The pneumothorax can be filled with external air as well
with alveolar gas. Which one is supposed to be reabsorbed
faster? Look for the inspired air values in Ref. 2. They equal
outside air pressures.
Now complete Table 6, which describes gas dynamic during
paranasal sinusitis, or otitis media. In both cases, inflamation
seals the entrance of air to the bone cavity. Values are again
taken from Ref. 2. Intracavitary gas in the open cavity equals
inspired air.
Bone cavities are incompressible, so, theoretically, after a
balance of pressures with venous blood is achieved, the total
pressure of gases in them can be 54 mmHg less than the outside
air pressure.
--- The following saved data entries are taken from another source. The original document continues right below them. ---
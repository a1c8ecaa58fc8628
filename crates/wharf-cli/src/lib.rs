//! wharf command-line front end
//!
//! The binary in `main.rs` parses arguments and dispatches into [`commands`].

pub mod commands;
//! Engine configuration for wharf
//!
//! Located at `~/.config/wharf/config.toml`. `WHARF_CONFIG_DIR` overrides the
//! directory and `WHARF_ROOT` overrides the state root.

use crate::{ConfigError, Result};
use directories::ProjectDirs;
use serde::{Deserialize, Serialize};
use std::collections::BTreeMap;
use std::path::{Path, PathBuf};
use std::time::Duration;

/// Image name that maps to the host filesystem
pub const HOST_IMAGE: &str = "host";

/// Global wharf configuration
#[derive(Debug, Clone, Default, Serialize, Deserialize)]
#[serde(default)]
pub struct EngineConfig {
    pub engine: EngineSection,
    pub streams: StreamsConfig,
    pub tty: TtyConfig,
    /// Image name -> root filesystem path
    pub images: ImagesConfig,
}

/// Where the engine keeps its state
#[derive(Debug, Clone, Default, Serialize, Deserialize)]
#[serde(default)]
pub struct EngineSection {
    /// State root. Containers live under `<root>/containers/<id>/`.
    /// Empty means the platform data directory.
    pub root: Option<PathBuf>,
}

/// Stream multiplexer tuning
#[derive(Debug, Clone, Serialize, Deserialize)]
#[serde(default)]
pub struct StreamsConfig {
    /// Chunks buffered per attached consumer before it is detached
    pub fanout_buffer: usize,
    /// Bytes read from a process stream at a time
    pub read_chunk_size: usize,
    /// How long the supervisor waits for output to drain after exit
    pub drain_timeout_ms: u64,
}

impl Default for StreamsConfig {
    fn default() -> Self {
        Self {
            fanout_buffer: 64,
            read_chunk_size: 32 * 1024,
            drain_timeout_ms: 2000,
        }
    }
}

impl StreamsConfig {
    pub fn drain_timeout(&self) -> Duration {
        Duration::from_millis(self.drain_timeout_ms)
    }
}

/// Initial pseudo-terminal window size for tty containers
#[derive(Debug, Clone, Copy, Serialize, Deserialize)]
#[serde(default)]
pub struct TtyConfig {
    pub rows: u16,
    pub cols: u16,
}

impl Default for TtyConfig {
    fn default() -> Self {
        Self { rows: 24, cols: 80 }
    }
}

/// Known images. Image storage is external; this table only resolves a name
/// to the root filesystem a process is started in.
#[derive(Debug, Clone, Serialize, Deserialize)]
#[serde(transparent)]
pub struct ImagesConfig(pub BTreeMap<String, PathBuf>);

impl Default for ImagesConfig {
    fn default() -> Self {
        let mut images = BTreeMap::new();
        images.insert(HOST_IMAGE.to_string(), PathBuf::from("/"));
        Self(images)
    }
}

impl ImagesConfig {
    /// Root filesystem for an image, if the image is known
    pub fn rootfs(&self, image: &str) -> Option<&Path> {
        self.0.get(image).map(PathBuf::as_path)
    }

    pub fn insert(&mut self, name: impl Into<String>, rootfs: impl Into<PathBuf>) {
        self.0.insert(name.into(), rootfs.into());
    }
}

impl EngineConfig {
    /// Load configuration from the default path
    pub fn load() -> Result<Self> {
        let path = Self::config_path()?;
        Self::load_from(&path)
    }

    /// Load configuration from a specific path
    pub fn load_from(path: &Path) -> Result<Self> {
        if !path.exists() {
            tracing::debug!("Config file not found at {:?}, using defaults", path);
            return Ok(Self::default());
        }

        let content = std::fs::read_to_string(path).map_err(|e| ConfigError::ReadError {
            path: path.to_path_buf(),
            source: e,
        })?;

        let config: Self = toml::from_str(&content).map_err(|e| ConfigError::TomlParseError {
            path: path.to_path_buf(),
            source: e,
        })?;
        config.validate()?;

        tracing::debug!("Loaded config from {:?}", path);
        Ok(config)
    }

    /// Save configuration to the default path
    pub fn save(&self) -> Result<()> {
        let path = Self::config_path()?;
        self.save_to(&path)
    }

    /// Save configuration to a specific path
    pub fn save_to(&self, path: &Path) -> Result<()> {
        if let Some(parent) = path.parent() {
            std::fs::create_dir_all(parent).map_err(|e| ConfigError::WriteError {
                path: path.to_path_buf(),
                source: e,
            })?;
        }

        let content =
            toml::to_string_pretty(self).map_err(|e| ConfigError::Invalid(e.to_string()))?;

        std::fs::write(path, content).map_err(|e| ConfigError::WriteError {
            path: path.to_path_buf(),
            source: e,
        })
    }

    fn validate(&self) -> Result<()> {
        if self.streams.fanout_buffer == 0 {
            return Err(ConfigError::Invalid(
                "streams.fanout_buffer must be at least 1".to_string(),
            ));
        }
        if self.streams.read_chunk_size == 0 {
            return Err(ConfigError::Invalid(
                "streams.read_chunk_size must be at least 1".to_string(),
            ));
        }
        if self.tty.rows == 0 || self.tty.cols == 0 {
            return Err(ConfigError::Invalid(
                "tty.rows and tty.cols must be non-zero".to_string(),
            ));
        }
        Ok(())
    }

    /// Resolved state root
    pub fn root_dir(&self) -> Result<PathBuf> {
        if let Ok(root) = std::env::var("WHARF_ROOT") {
            if !root.is_empty() {
                return Ok(PathBuf::from(root));
            }
        }
        match &self.engine.root {
            Some(root) => Ok(root.clone()),
            None => Self::data_dir(),
        }
    }

    /// Get the default config file path
    pub fn config_path() -> Result<PathBuf> {
        if let Ok(dir) = std::env::var("WHARF_CONFIG_DIR") {
            if !dir.is_empty() {
                return Ok(PathBuf::from(dir).join("config.toml"));
            }
        }
        let dirs = ProjectDirs::from("", "", "wharf").ok_or(ConfigError::NoConfigDir)?;
        Ok(dirs.config_dir().join("config.toml"))
    }

    /// Get the data directory path
    pub fn data_dir() -> Result<PathBuf> {
        let dirs = ProjectDirs::from("", "", "wharf").ok_or(ConfigError::NoDataDir)?;
        Ok(dirs.data_dir().to_path_buf())
    }
}
//! The engine: creates containers and implements the run, attach and wait
//! entry points on top of them

use crate::container::{Container, ContainerConfig};
use crate::logs::{LogOptions, LogReader};
use crate::registry::Registry;
use crate::state::{containers_dir, load_records};
use crate::stream::{AttachOptions, SessionEnd, Transport};
use crate::{CoreError, Result};
use std::path::{Path, PathBuf};
use std::sync::Arc;
use tokio::io::AsyncWriteExt;
use wharf_config::EngineConfig;
use wharf_runtime::{ByteWriter, ContainerId, ProcessLauncher};

/// Options of a single `run`
#[derive(Debug, Clone, Default)]
pub struct RunOptions {
    pub image: String,
    pub cmd: Vec<String>,
    /// Keep stdin open and attach it
    pub interactive: bool,
    pub tty: bool,
    /// Start in the background and return right away
    pub detach: bool,
    /// Streams to attach; defaults to stdout and stderr, plus stdin when interactive
    pub attach: Option<AttachOptions>,
    pub hostname: Option<String>,
    pub env: Vec<(String, String)>,
    pub working_dir: Option<String>,
}

impl RunOptions {
    pub fn new<S: Into<String>>(image: impl Into<String>, cmd: impl IntoIterator<Item = S>) -> Self {
        Self {
            image: image.into(),
            cmd: cmd.into_iter().map(Into::into).collect(),
            ..Self::default()
        }
    }

    fn attach_options(&self) -> Result<AttachOptions> {
        if self.detach {
            if self.attach.is_some() {
                return Err(CoreError::InvalidArgument(
                    "conflicting options: attach and detach".to_string(),
                ));
            }
            return Ok(AttachOptions::default());
        }
        Ok(self.attach.unwrap_or(AttachOptions {
            stdin: self.interactive,
            stdout: true,
            stderr: true,
        }))
    }

    fn container_config(&self, attach: &AttachOptions) -> ContainerConfig {
        ContainerConfig {
            image: self.image.clone(),
            cmd: self.cmd.clone(),
            env: self.env.clone(),
            working_dir: self.working_dir.clone(),
            hostname: self.hostname.clone(),
            tty: self.tty,
            open_stdin: self.interactive,
            // a detached container outlives any single client
            stdin_once: self.interactive && attach.stdin && !self.detach,
        }
    }
}

/// Result of [`Engine::cmd_run`]
#[derive(Debug, Clone)]
pub struct RunOutcome {
    pub id: ContainerId,
    /// Set when the process exited while the client was attached
    pub exit_code: Option<i32>,
    /// How the attach session ended, if there was one
    pub session: Option<SessionEnd>,
}

/// Container engine over one state root
pub struct Engine {
    config: EngineConfig,
    root: PathBuf,
    launcher: Arc<dyn ProcessLauncher>,
    registry: Registry,
}

impl std::fmt::Debug for Engine {
    fn fmt(&self, f: &mut std::fmt::Formatter<'_>) -> std::fmt::Result {
        f.debug_struct("Engine")
            .field("root", &self.root)
            .field("launcher", &self.launcher.name())
            .finish()
    }
}

impl Engine {
    /// Engine with an empty registry
    pub fn new(config: EngineConfig, root: PathBuf, launcher: Arc<dyn ProcessLauncher>) -> Self {
        Self {
            config,
            root,
            launcher,
            registry: Registry::new(),
        }
    }

    /// Engine over `root`, restoring the containers saved there
    pub async fn open(
        config: EngineConfig,
        root: PathBuf,
        launcher: Arc<dyn ProcessLauncher>,
    ) -> Result<Self> {
        std::fs::create_dir_all(containers_dir(&root))?;
        let engine = Self::new(config, root, launcher);
        let restored = engine.load().await?;
        tracing::debug!(
            "Restored {} container(s) from {}",
            restored,
            engine.root.display()
        );
        Ok(engine)
    }

    /// Load every saved container into the registry.
    ///
    /// A container saved as running has lost its process and is marked exited,
    /// unless another live engine process still supervises it.
    pub async fn load(&self) -> Result<usize> {
        let records = load_records(&self.root)?;
        let count = records.len();
        for (dir, mut record) in records {
            if record.settle_stale() {
                tracing::warn!(
                    "Container {} was running when the engine stopped, marking it exited",
                    record.id.short()
                );
                if let Err(e) = record.clone().store(dir.clone()).await {
                    tracing::warn!("Failed to save container {}: {}", record.id.short(), e);
                }
            }
            let remote = record.state.running && record.supervised_elsewhere();
            let container = Arc::new(Container::from_record(
                record,
                dir,
                self.config.streams.clone(),
                self.launcher.clone(),
            ));
            if remote {
                tracing::debug!(
                    "Container {} is supervised by another process",
                    container.short_id()
                );
                container.observe_remote();
            }
            self.registry.insert(container).await;
        }
        Ok(count)
    }

    pub fn root(&self) -> &Path {
        &self.root
    }

    pub fn config(&self) -> &EngineConfig {
        &self.config
    }

    pub fn registry(&self) -> &Registry {
        &self.registry
    }

    /// Register a new container in the `Created` state
    pub async fn create(&self, config: ContainerConfig) -> Result<Arc<Container>> {
        if config.cmd.is_empty() {
            return Err(CoreError::InvalidArgument(
                "no command specified".to_string(),
            ));
        }
        let id = ContainerId::generate();
        let dir = containers_dir(&self.root).join(id.as_ref());
        let container = Arc::new(Container::new(
            id,
            config,
            dir,
            self.config.streams.clone(),
            self.launcher.clone(),
        ));
        container.persist().await?;
        self.registry.insert(container.clone()).await;
        tracing::info!(
            "Created container {} ({} {})",
            container.short_id(),
            container.config().image,
            container.config().command_line()
        );
        Ok(container)
    }

    /// Look a container up by id or unique id prefix
    pub async fn container(&self, reference: &str) -> Result<Arc<Container>> {
        self.registry.resolve(reference).await
    }

    pub async fn list(&self) -> Vec<Arc<Container>> {
        self.registry.list().await
    }

    /// Create a container, start it and, unless detached, attach `transport`
    /// and wait for the process to exit.
    ///
    /// The short id is written to the client's stdout when running detached or
    /// when neither stdout nor stderr is attached. A failed start leaves the
    /// container registered in the `Created` state.
    pub async fn cmd_run(&self, opts: RunOptions, mut transport: Transport) -> Result<RunOutcome> {
        let attach = opts.attach_options()?;
        let container = self.create(opts.container_config(&attach)).await?;
        let id = container.id().clone();

        if opts.detach {
            container.start().await?;
            if let Some(mut out) = transport.stdout.take() {
                print_id(&mut out, &id).await;
            }
            return Ok(RunOutcome {
                id,
                exit_code: None,
                session: None,
            });
        }

        if !attach.any_output() {
            if let Some(mut out) = transport.stdout.take() {
                print_id(&mut out, &id).await;
            }
        }

        let session = container.start_attached(attach, transport).await?;
        let end = session.wait().await;
        Ok(RunOutcome {
            id,
            exit_code: end.exit_code(),
            session: Some(end),
        })
    }

    /// Attach `transport` to a running container until the session ends.
    ///
    /// Stdin is attached when the container has one; if another client holds
    /// it this fails with [`CoreError::AlreadyAttached`].
    pub async fn cmd_attach(&self, reference: &str, transport: Transport) -> Result<SessionEnd> {
        let container = self.container(reference).await?;
        let opts = AttachOptions {
            stdin: container.config().open_stdin,
            ..AttachOptions::outputs()
        };
        let session = container.attach(opts, transport)?;
        Ok(session.wait().await)
    }

    /// Block until the container exits and return its exit code
    pub async fn cmd_wait(&self, reference: &str) -> Result<i32> {
        let container = self.container(reference).await?;
        container.wait().await
    }

    /// Open a reader over a container's log
    pub async fn logs(&self, reference: &str, options: LogOptions) -> Result<LogReader> {
        let container = self.container(reference).await?;
        Ok(container.read_log(options))
    }

    /// Forget a stopped container and delete its files
    pub async fn remove(&self, reference: &str, purge_logs: bool) -> Result<ContainerId> {
        let container = self.container(reference).await?;
        container.destroy(purge_logs).await?;
        self.registry.remove(container.id()).await;
        tracing::info!("Removed container {}", container.short_id());
        Ok(container.id().clone())
    }
}

async fn print_id(out: &mut ByteWriter, id: &ContainerId) {
    let line = format!("{}\n", id.short());
    let written = match out.write_all(line.as_bytes()).await {
        Ok(()) => out.flush().await,
        Err(e) => Err(e),
    };
    if let Err(e) = written {
        tracing::debug!("Could not print container id {}: {}", id.short(), e);
    }
}

#[cfg(test)]
mod tests {
    use super::*;

    #[test]
    fn test_default_attach_options() {
        let opts = RunOptions::new("host", ["cat"]);
        assert_eq!(opts.attach_options().unwrap(), AttachOptions::outputs());

        let interactive = RunOptions {
            interactive: true,
            ..RunOptions::new("host", ["cat"])
        };
        assert_eq!(interactive.attach_options().unwrap(), AttachOptions::all());
    }

    #[test]
    fn test_detach_conflicts_with_attach() {
        let opts = RunOptions {
            detach: true,
            attach: Some(AttachOptions::outputs()),
            ..RunOptions::new("host", ["cat"])
        };
        assert!(matches!(
            opts.attach_options(),
            Err(CoreError::InvalidArgument(_))
        ));
    }

    #[test]
    fn test_stdin_once_only_for_attached_interactive_runs() {
        let attached = RunOptions {
            interactive: true,
            ..RunOptions::new("host", ["cat"])
        };
        let config = attached.container_config(&attached.attach_options().unwrap());
        assert!(config.open_stdin && config.stdin_once);

        let detached = RunOptions {
            interactive: true,
            detach: true,
            ..RunOptions::new("host", ["cat"])
        };
        let config = detached.container_config(&detached.attach_options().unwrap());
        assert!(config.open_stdin);
        assert!(!config.stdin_once);

        let stdout_only = RunOptions {
            interactive: true,
            attach: Some(AttachOptions::outputs()),
            ..RunOptions::new("host", ["cat"])
        };
        let config = stdout_only.container_config(&stdout_only.attach_options().unwrap());
        assert!(!config.stdin_once);
    }
}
This never happens because the subatmospheric
pressure alters Starling forces in the mucosa that cover cavity
surfaces. Blood is forced to enter the mucosa by the subatmospheric pressure that sucks it inside. Mucosal interstitial hydrostatic pressure is also more negative than normal, and
painful mucosal edema develops. The added volume of interstitial water in mucosal tissue together with secretion of free
fluid from the edematous mucosa into the cavity reduces the
negativity of the intracavitary pressure. Further absorption of
trapped gas will stop when the balance of partial pressures with
mucosal blood is once reached.
Does this make sense to you? YES or NO.
If YES, can you accept the following conclusion:
In cases of air trapping in collapsible body cavities, all gases
will be fully reabsorbed without pain. Air trapping in bone
cavities leads only to partial reabsorption of gases and results
in subatmospheric intracavitary pressure. Partial vacuum
causes painful mucosal edema and free fluid secretion.